Former roller coaster at Coney Island, Brooklyn, New York

The original Switchback Railway was the first roller coaster at Coney Island in Brooklyn, New York City, and one of the earliest designed for amusement in the United States. The 1885 patent states the invention relates to the gravity double track switchback railway, which had predicated the inclined plane railway, patented in 1878 by Richard Knudsen. Coney Island's version was designed by LaMarcus Adna Thompson in 1881 and constructed in 1884. Thompson's motivations to develop the roller coaster alledge to come from his disgust with current the cultural rise of hedonistic amusements like saloons and brothels. It appears Thompson based his design, at least in part, on the Mauch Chunk Switchback Railway which was a coal-mining train that had started carrying passengers as a thrill ride in 1827.

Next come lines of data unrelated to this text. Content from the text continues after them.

use chrono::{DateTime, NaiveDate, Utc};
use serde::{Deserialize, Serialize};
use std::collections::BTreeMap;
use std::fmt;

/// One played fixture parsed from the raw results table. Immutable once
/// ingested; rows with any required field missing never become a MatchRecord.
#[derive(Debug, Clone, PartialEq)]
pub struct MatchRecord {
    pub date: NaiveDate,
    pub home_team: String,
    pub away_team: String,
    pub full_time_home_goals: u32,
    pub full_time_away_goals: u32,
    /// "H", "D" or "A". Kept as data: the label set the encoder sees is
    /// whatever the source contains, never a hardcoded enum order.
    pub full_time_result: String,
    pub home_shots: u32,
    pub home_shots_on_target: u32,
    pub away_shots: u32,
    pub away_shots_on_target: u32,
}

/// Raw CSV row in the football-data.co.uk column convention. Everything is
/// optional here; the drop-incomplete policy is applied when converting to
/// MatchRecord. Extra columns in the source files are ignored.
#[derive(Debug, Clone, Serialize, Deserialize)]
pub struct RawResultRow {
    #[serde(rename = "Date")]
    pub date: Option<String>,
    #[serde(rename = "HomeTeam")]
    pub home_team: Option<String>,
    #[serde(rename = "AwayTeam")]
    pub away_team: Option<String>,
    #[serde(rename = "FTHG")]
    pub full_time_home_goals: Option<u32>,
    #[serde(rename = "FTAG")]
    pub full_time_away_goals: Option<u32>,
    #[serde(rename = "FTR")]
    pub full_time_result: Option<String>,
    #[serde(rename = "HS")]
    pub home_shots: Option<u32>,
    #[serde(rename = "AS")]
    pub away_shots: Option<u32>,
    #[serde(rename = "HST")]
    pub home_shots_on_target: Option<u32>,
    #[serde(rename = "AST")]
    pub away_shots_on_target: Option<u32>,
}

/// A MatchRecord reshaped from one team's perspective. Two observations are
/// derived per record, one for each side.
#[derive(Debug, Clone, PartialEq)]
pub struct TeamObservation {
    pub date: NaiveDate,
    pub team: String,
    pub goals_scored: u32,
    pub goals_conceded: u32,
    pub shots: u32,
    pub shots_on_target: u32,
}

/// Rolling averages over a team's own prior matches, excluding the match
/// they are attached to.
#[derive(Debug, Clone, Copy, PartialEq)]
pub struct RollingStats {
    pub avg_goals_scored: f64,
    pub avg_goals_conceded: f64,
    pub avg_shots: f64,
    pub avg_shots_on_target: f64,
}

/// One row of the feature table: the original fixture joined against both
/// sides' rolling stats as of the fixture date. The serde names are the
/// on-disk column contract consumed by training, evaluation and serving.
#[derive(Debug, Clone, Serialize, Deserialize, PartialEq)]
pub struct FeatureRow {
    #[serde(rename = "Date")]
    pub date: NaiveDate,
    #[serde(rename = "HomeTeam")]
    pub home_team: String,
    #[serde(rename = "AwayTeam")]
    pub away_team: String,
    #[serde(rename = "FTR")]
    pub full_time_result: String,
    #[serde(rename = "FTHG")]
    pub full_time_home_goals: u32,
    #[serde(rename = "FTAG")]
    pub full_time_away_goals: u32,
    #[serde(rename = "avg_GoalsScored_home")]
    pub avg_goals_scored_home: f64,
    #[serde(rename = "avg_GoalsConceded_home")]
    pub avg_goals_conceded_home: f64,
    #[serde(rename = "avg_Shots_home")]
    pub avg_shots_home: f64,
    #[serde(rename = "avg_ShotsOnTarget_home")]
    pub avg_shots_on_target_home: f64,
    #[serde(rename = "avg_GoalsScored_away")]
    pub avg_goals_scored_away: f64,
    #[serde(rename = "avg_GoalsConceded_away")]
    pub avg_goals_conceded_away: f64,
    #[serde(rename = "avg_Shots_away")]
    pub avg_shots_away: f64,
    #[serde(rename = "avg_ShotsOnTarget_away")]
    pub avg_shots_on_target_away: f64,
}

impl FeatureRow {
    /// The 8 model inputs in the column order every fitted model expects.
    pub fn feature_vector(&self) -> Vec<f64> {
        vec![
            self.avg_goals_scored_home,
            self.avg_goals_conceded_home,
            self.avg_shots_home,
            self.avg_shots_on_target_home,
            self.avg_goals_scored_away,
            self.avg_goals_conceded_away,
            self.avg_shots_away,
            self.avg_shots_on_target_away,
        ]
    }
}

/// Prediction request body: the 8 rolling-average inputs, named exactly like
/// the feature table columns.
#[derive(Debug, Clone, Serialize, Deserialize)]
pub struct MatchFeatures {
    #[serde(rename = "avg_GoalsScored_home")]
    pub avg_goals_scored_home: f64,
    #[serde(rename = "avg_GoalsConceded_home")]
    pub avg_goals_conceded_home: f64,
    #[serde(rename = "avg_Shots_home")]
    pub avg_shots_home: f64,
    #[serde(rename = "avg_ShotsOnTarget_home")]
    pub avg_shots_on_target_home: f64,
    #[serde(rename = "avg_GoalsScored_away")]
    pub avg_goals_scored_away: f64,
    #[serde(rename = "avg_GoalsConceded_away")]
    pub avg_goals_conceded_away: f64,
    #[serde(rename = "avg_Shots_away")]
    pub avg_shots_away: f64,
    #[serde(rename = "avg_ShotsOnTarget_away")]
    pub avg_shots_on_target_away: f64,
}

impl MatchFeatures {
    pub fn to_vector(&self) -> Vec<f64> {
        vec![
            self.avg_goals_scored_home,
            self.avg_goals_conceded_home,
            self.avg_shots_home,
            self.avg_shots_on_target_home,
            self.avg_goals_scored_away,
            self.avg_goals_conceded_away,
            self.avg_shots_away,
            self.avg_shots_on_target_away,
        ]
    }

    /// Assemble the model input from a home-side row and an away-side row,
    /// per the feature table column mapping. No rolling stats are recomputed
    /// here; the last materialized rows are trusted as-is.
    pub fn from_rows(home_row: &FeatureRow, away_row: &FeatureRow) -> Self {
        Self {
            avg_goals_scored_home: home_row.avg_goals_scored_home,
            avg_goals_conceded_home: home_row.avg_goals_conceded_home,
            avg_shots_home: home_row.avg_shots_home,
            avg_shots_on_target_home: home_row.avg_shots_on_target_home,
            avg_goals_scored_away: away_row.avg_goals_scored_away,
            avg_goals_conceded_away: away_row.avg_goals_conceded_away,
            avg_shots_away: away_row.avg_shots_away,
            avg_shots_on_target_away: away_row.avg_shots_on_target_away,
        }
    }
}

#[derive(Debug, Clone, Serialize, Deserialize)]
pub struct OutcomePrediction {
    /// One of the labels the encoder was fitted on ("H", "D", "A").
    pub predicted_outcome: String,
    /// One entry per known label, non-negative, summing to 1.0.
    pub probabilities: BTreeMap<String, f64>,
}

#[derive(Debug, Deserialize)]
pub struct BatchRequest {
    pub matches: Vec<MatchFeatures>,
}

#[derive(Debug, Serialize)]
pub struct BatchResponse {
    pub predictions: Vec<OutcomePrediction>,
}

#[derive(Debug, Clone, Copy, PartialEq, Eq, Serialize, Deserialize)]
pub enum MatchVerdict {
    HomeWin,
    AwayWin,
    Draw,
}

impl fmt::Display for MatchVerdict {
    fn fmt(&self, f: &mut fmt::Formatter<'_>) -> fmt::Result {
        match self {
            MatchVerdict::HomeWin => write!(f, "home win"),
            MatchVerdict::AwayWin => write!(f, "away win"),
            MatchVerdict::Draw => write!(f, "draw"),
        }
    }
}

/// Result of the team-name prediction path: a rounded scoreline plus the
/// verdict derived from it.
#[derive(Debug, Clone, Serialize, Deserialize)]
pub struct ScorelinePrediction {
    pub home_team: String,
    pub away_team: String,
    pub predicted_home_goals: i64,
    pub predicted_away_goals: i64,
    pub outcome: MatchVerdict,
}

impl ScorelinePrediction {
    pub fn scoreline(&self) -> String {
        format!("{} - {}", self.predicted_home_goals, self.predicted_away_goals)
    }

    pub fn verdict_label(&self) -> String {
        match self.outcome {
            MatchVerdict::HomeWin => format!("Winner: {}", self.home_team),
            MatchVerdict::AwayWin => format!("Winner: {}", self.away_team),
            MatchVerdict::Draw => "Draw".to_string(),
        }
    }
}

// API Response types
#[derive(Debug, Serialize)]
pub struct ApiResponse<T> {
    pub success: bool,
    pub data: Option<T>,
    pub error: Option<String>,
    pub timestamp: DateTime<Utc>,
}

impl<T> ApiResponse<T> {
    pub fn success(data: T) -> Self {
        Self {
            success: true,
            data: Some(data),
            error: None,
            timestamp: Utc::now(),
        }
    }

    pub fn error(message: String) -> Self {
        Self {
            success: false,
            data: None,
            error: Some(message),
            timestamp: Utc::now(),
        }
    }
}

For five cents, riders would climb a tower to board the large bench-like car and were pushed off to coast 600 ft down the track to another tower. The car went just over 6 mph. At the top of the other tower the vehicle was switched to a return track or "switched back" (hence the name).

This track design was soon replaced with an oval complete-circuit ride designed by Charles Alcoke and called the Serpentine Railway. In 1885 Phillip Hinkle developed a lift system which appeared in his ride called Gravity Pleasure. The Gravity Pleasure also featured cars in which the passengers could face forward instead of in the awkward bench-like seats of the first two roller coasters. The next year, Thompson patented his design of coasters that included dark tunnels with painted scenery. Thompson built many more roller coasters under the name "The L.A. Thompson Scenic Railway" across the United States. Some of these operated until 1954.

== Other rides ==
There was also a switchback railway at the Melbourne Centennial Exhibition in 1888.